Musahib-i-Ala of Kota
- Reign: 1771 – 1824
- Successor: Madho Singh
- Born: 1739
- Died: 1824 (aged 84–85)
- Spouse: Gaurji (name unknown); Chundawatji (Sisodiniji) Indra Kanwarji of Begun in Mewar; Khichanji (Chauhanji) Saras Kanwarji from Raghogarh-Vijaypur; Sisodiniji Gulab Kanwarji of Shahpura; Sisodiniji Chandan Kanwarji;
- Issue: Madho Singh; Ajab Kanwarji m.to Rao Bishan Singh of Bundi;

Names
- Zalim Singh Jhala
- Dynasty: Jhala
- Father: Prithvi Singh (biological) Himmat Singh (adoptive)
- Mother: Sisodiniji Shaktawatji Kushal Kanwarji d.of Bhupal Singh of Dangarmow in Mewar

= Zalim Singh =

Administrator, reformer and army commander of Kota state

Zalim Singh Jhala (1739-1824) or Zalim Singh of Kotah, a Jhala Rajput was an administrator, reformer and army commander of the Hada Chauhan house of Kota.
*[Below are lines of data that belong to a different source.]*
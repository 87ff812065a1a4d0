//! Cron - 5 フィールドの cron 式: `MIN HOUR DOM MON DOW`
//!
//! Each field accepts `*`, `N`, `A-B`, `*/S`, `A-B/S`, `N/S` and comma lists
//! of those. Months and weekdays also accept three-letter names (`jan`,
//! `mon`). Weekday `0` and `7` both mean Sunday. The usual macros
//! (`@hourly`, `@daily`, `@weekly`, `@monthly`, `@yearly`) are expanded
//! before parsing.
//!
//! When both day-of-month and day-of-week are restricted a day matches if
//! *either* does, as in classic cron.

use std::fmt;
use std::str::FromStr;

use chrono::{DateTime, Datelike, Duration, NaiveDate, Timelike, Utc};
use thiserror::Error;

/// Days searched by `next_after` before giving up (five years).
const SEARCH_HORIZON_DAYS: i64 = 5 * 366;

#[derive(Debug, Clone, PartialEq, Eq, Error)]
pub enum CronError {
    #[error("expected 5 fields (MIN HOUR DOM MON DOW), got {0}")]
    FieldCount(usize),

    #[error("unknown macro {0:?}")]
    UnknownMacro(String),

    #[error("invalid {field} field: {value:?}")]
    Malformed { field: &'static str, value: String },

    #[error("{field} value {value} outside {min}-{max}")]
    OutOfRange {
        field: &'static str,
        value: u32,
        min: u32,
        max: u32,
    },

    #[error("{field} step must be positive")]
    ZeroStep { field: &'static str },
}

#[derive(Debug, Clone, Copy)]
struct FieldSpec {
    name: &'static str,
    min: u32,
    max: u32,
    names: &'static [&'static str],
}

const MINUTE: FieldSpec = FieldSpec { name: "minute", min: 0, max: 59, names: &[] };
const HOUR: FieldSpec = FieldSpec { name: "hour", min: 0, max: 23, names: &[] };
const DAY_OF_MONTH: FieldSpec = FieldSpec { name: "day-of-month", min: 1, max: 31, names: &[] };
const MONTH: FieldSpec = FieldSpec {
    name: "month",
    min: 1,
    max: 12,
    names: &["jan", "feb", "mar", "apr", "may", "jun", "jul", "aug", "sep", "oct", "nov", "dec"],
};
const DAY_OF_WEEK: FieldSpec = FieldSpec {
    name: "day-of-week",
    min: 0,
    max: 7,
    names: &["sun", "mon", "tue", "wed", "thu", "fri", "sat"],
};

/// A parsed schedule. Each field is a bitmask of allowed values.
#[derive(Debug, Clone, PartialEq, Eq)]
pub struct CronSchedule {
    source: String,
    minutes: u64,
    hours: u64,
    days_of_month: u64,
    months: u64,
    days_of_week: u64,
    dom_restricted: bool,
    dow_restricted: bool,
}

impl CronSchedule {
    pub fn parse(expression: &str) -> Result<Self, CronError> {
        let trimmed = expression.trim();
        let expanded = if trimmed.starts_with('@') {
            expand_macro(trimmed)?
        } else {
            trimmed
        };

        let fields: Vec<&str> = expanded.split_whitespace().collect();
        let [minute, hour, dom, month, dow] = fields[..] else {
            return Err(CronError::FieldCount(fields.len()));
        };

        let mut days_of_week = parse_field(dow, DAY_OF_WEEK)?;
        // 7 is an alias for Sunday.
        if days_of_week & (1 << 7) != 0 {
            days_of_week = (days_of_week & !(1 << 7)) | 1;
        }

        Ok(Self {
            source: trimmed.to_string(),
            minutes: parse_field(minute, MINUTE)?,
            hours: parse_field(hour, HOUR)?,
            days_of_month: parse_field(dom, DAY_OF_MONTH)?,
            months: parse_field(month, MONTH)?,
            days_of_week,
            dom_restricted: !dom.starts_with('*'),
            dow_restricted: !dow.starts_with('*'),
        })
    }

    pub fn as_str(&self) -> &str {
        &self.source
    }

    /// First whole minute strictly after `after` that matches, or `None` if
    /// nothing matches within five years (e.g. `0 0 31 2 *`).
    pub fn next_after(&self, after: DateTime<Utc>) -> Option<DateTime<Utc>> {
        let start = after.with_second(0)?.with_nanosecond(0)? + Duration::minutes(1);
        let first_day = start.date_naive();
        let first_minute = start.hour() * 60 + start.minute();

        for offset in 0..=SEARCH_HORIZON_DAYS {
            let day = first_day.checked_add_signed(Duration::days(offset))?;
            if !self.matches_day(day) {
                continue;
            }
            let floor = if offset == 0 { first_minute } else { 0 };
            if let Some((hour, minute)) = self.first_time_from(floor) {
                return day.and_hms_opt(hour, minute, 0).map(|t| t.and_utc());
            }
        }
        None
    }

    fn matches_day(&self, day: NaiveDate) -> bool {
        if !has(self.months, day.month()) {
            return false;
        }
        let dom = has(self.days_of_month, day.day());
        let dow = has(self.days_of_week, day.weekday().num_days_from_sunday());
        if self.dom_restricted && self.dow_restricted {
            dom || dow
        } else {
            dom && dow
        }
    }

    /// Earliest allowed `(hour, minute)` at or after minute-of-day `floor`.
    fn first_time_from(&self, floor: u32) -> Option<(u32, u32)> {
        (floor / 60..24)
            .filter(|hour| has(self.hours, *hour))
            .find_map(|hour| {
                let from = if hour == floor / 60 { floor % 60 } else { 0 };
                (from..60)
                    .find(|minute| has(self.minutes, *minute))
                    .map(|minute| (hour, minute))
            })
    }
}

impl FromStr for CronSchedule {
    type Err = CronError;

    fn from_str(s: &str) -> Result<Self, Self::Err> {
        Self::parse(s)
    }
}

impl fmt::Display for CronSchedule {
    fn fmt(&self, f: &mut fmt::Formatter<'_>) -> fmt::Result {
        f.write_str(&self.source)
    }
}

fn has(mask: u64, value: u32) -> bool {
    mask & (1u64 << value) != 0
}

fn expand_macro(name: &str) -> Result<&'static str, CronError> {
    match name.to_ascii_lowercase().as_str() {
        "@yearly" | "@annually" => Ok("0 0 1 1 *"),
        "@monthly" => Ok("0 0 1 * *"),
        "@weekly" => Ok("0 0 * * 0"),
        "@daily" | "@midnight" => Ok("0 0 * * *"),
        "@hourly" => Ok("0 * * * *"),
        _ => Err(CronError::UnknownMacro(name.to_string())),
    }
}

fn parse_field(raw: &str, spec: FieldSpec) -> Result<u64, CronError> {
    let mut mask = 0u64;
    for item in raw.split(',') {
        mask |= parse_item(item, spec)?;
    }
    Ok(mask)
}

fn parse_item(item: &str, spec: FieldSpec) -> Result<u64, CronError> {
    let malformed = || CronError::Malformed {
        field: spec.name,
        value: item.to_string(),
    };

    let (range, step) = match item.split_once('/') {
        Some((range, step)) => {
            let step: u32 = step.parse().map_err(|_| malformed())?;
            if step == 0 {
                return Err(CronError::ZeroStep { field: spec.name });
            }
            (range, Some(step))
        }
        None => (item, None),
    };

    let (low, high) = if range == "*" {
        (spec.min, spec.max)
    } else if let Some((a, b)) = range.split_once('-') {
        (parse_value(a, spec)?, parse_value(b, spec)?)
    } else {
        let value = parse_value(range, spec)?;
        // `N/S` runs from N to the end of the field.
        (value, if step.is_some() { spec.max } else { value })
    };
    if low > high {
        return Err(malformed());
    }

    let step = step.unwrap_or(1) as usize;
    Ok((low..=high).step_by(step).fold(0, |mask, v| mask | (1u64 << v)))
}

fn parse_value(raw: &str, spec: FieldSpec) -> Result<u32, CronError> {
    let value = match raw.parse::<u32>() {
        Ok(value) => value,
        Err(_) => {
            let lower = raw.to_ascii_lowercase();
            let index = spec
                .names
                .iter()
                .position(|name| *name == lower)
                .ok_or_else(|| CronError::Malformed {
                    field: spec.name,
                    value: raw.to_string(),
                })?;
            // Names start at the field minimum: jan=1, sun=0.
            index as u32 + spec.min
        }
    };
    if value < spec.min || value > spec.max {
        return Err(CronError::OutOfRange {
            field: spec.name,
            value,
            min: spec.min,
            max: spec.max,
        });
    }
    Ok(value)
}
//! Clock port - 時刻の抽象化
//!
//! Every eligibility check, cooldown window and backoff deadline reads the
//! time through this trait, so tests can pin or step it.
//!
//! # 実装
//! - SystemClock（本番用）、FixedClock（テスト用）
//! - TokioClock（tokio の一時停止クロックに追従、scheduler テスト用）

use std::sync::{Arc, Mutex};

use chrono::{DateTime, Duration, Utc};

pub trait Clock: Send + Sync {
    fn now(&self) -> DateTime<Utc>;
}

impl<C: Clock + ?Sized> Clock for Arc<C> {
    fn now(&self) -> DateTime<Utc> {
        (**self).now()
    }
}

/// Wall clock (production).
#[derive(Debug, Clone, Copy, Default)]
pub struct SystemClock;

impl Clock for SystemClock {
    fn now(&self) -> DateTime<Utc> {
        Utc::now()
    }
}

/// A clock that only moves when told to.
#[derive(Debug)]
pub struct FixedClock {
    now: Mutex<DateTime<Utc>>,
}

impl FixedClock {
    pub fn new(now: DateTime<Utc>) -> Self {
        Self {
            now: Mutex::new(now),
        }
    }

    pub fn set(&self, now: DateTime<Utc>) {
        *self.now.lock().unwrap_or_else(|poisoned| poisoned.into_inner()) = now;
    }

    pub fn advance(&self, by: Duration) {
        let mut now = self.now.lock().unwrap_or_else(|poisoned| poisoned.into_inner());
        *now += by;
    }
}

impl Clock for FixedClock {
    fn now(&self) -> DateTime<Utc> {
        *self.now.lock().unwrap_or_else(|poisoned| poisoned.into_inner())
    }
}

/// Wall time anchored once, then advanced by tokio's timer.
///
/// Under `tokio::time::pause` it freezes and jumps together with sleeps, so a
/// scheduler waiting for a cron instant sees the instant arrive.
#[derive(Debug, Clone, Copy)]
pub struct TokioClock {
    anchor: DateTime<Utc>,
    started: tokio::time::Instant,
}

impl TokioClock {
    pub fn starting_at(anchor: DateTime<Utc>) -> Self {
        Self {
            anchor,
            started: tokio::time::Instant::now(),
        }
    }
}

impl Clock for TokioClock {
    fn now(&self) -> DateTime<Utc> {
        let elapsed = Duration::from_std(self.started.elapsed()).unwrap_or(Duration::MAX);
        self.anchor
            .checked_add_signed(elapsed)
            .unwrap_or(DateTime::<Utc>::MAX_UTC)
    }
}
He was the de facto ruler of Kota State from 1771 to until his death in 1824. He was referred to by his contemporary James Tod as the Machiavelli of Rajasthan.

== Birth ==
He was born in 1739 to Prithvi Singh and later adopted by his paternal uncle, Himmat Singh.

== Early career ==
Upon Himmat Singh's death in 1758, he at the age of eighteen succeeded him in his jagir of Nanta and as Faujdar, or Commander, of the state troops of Kota State. Three years later, he was instrumental in leading the Kota troops to a decisive victory over the Jaipur army at Bhatwara, where seventeen elephants, 1,800 horses, 73 pieces of cannon, and a state flag of Jaipur fell into the hands of the Kota troops. Following the battle, Maharao Raja Shatru Sal of Kota welcomed him with great honor in an open durbar to celebrate the victory and acknowledged the valuable services he had rendered.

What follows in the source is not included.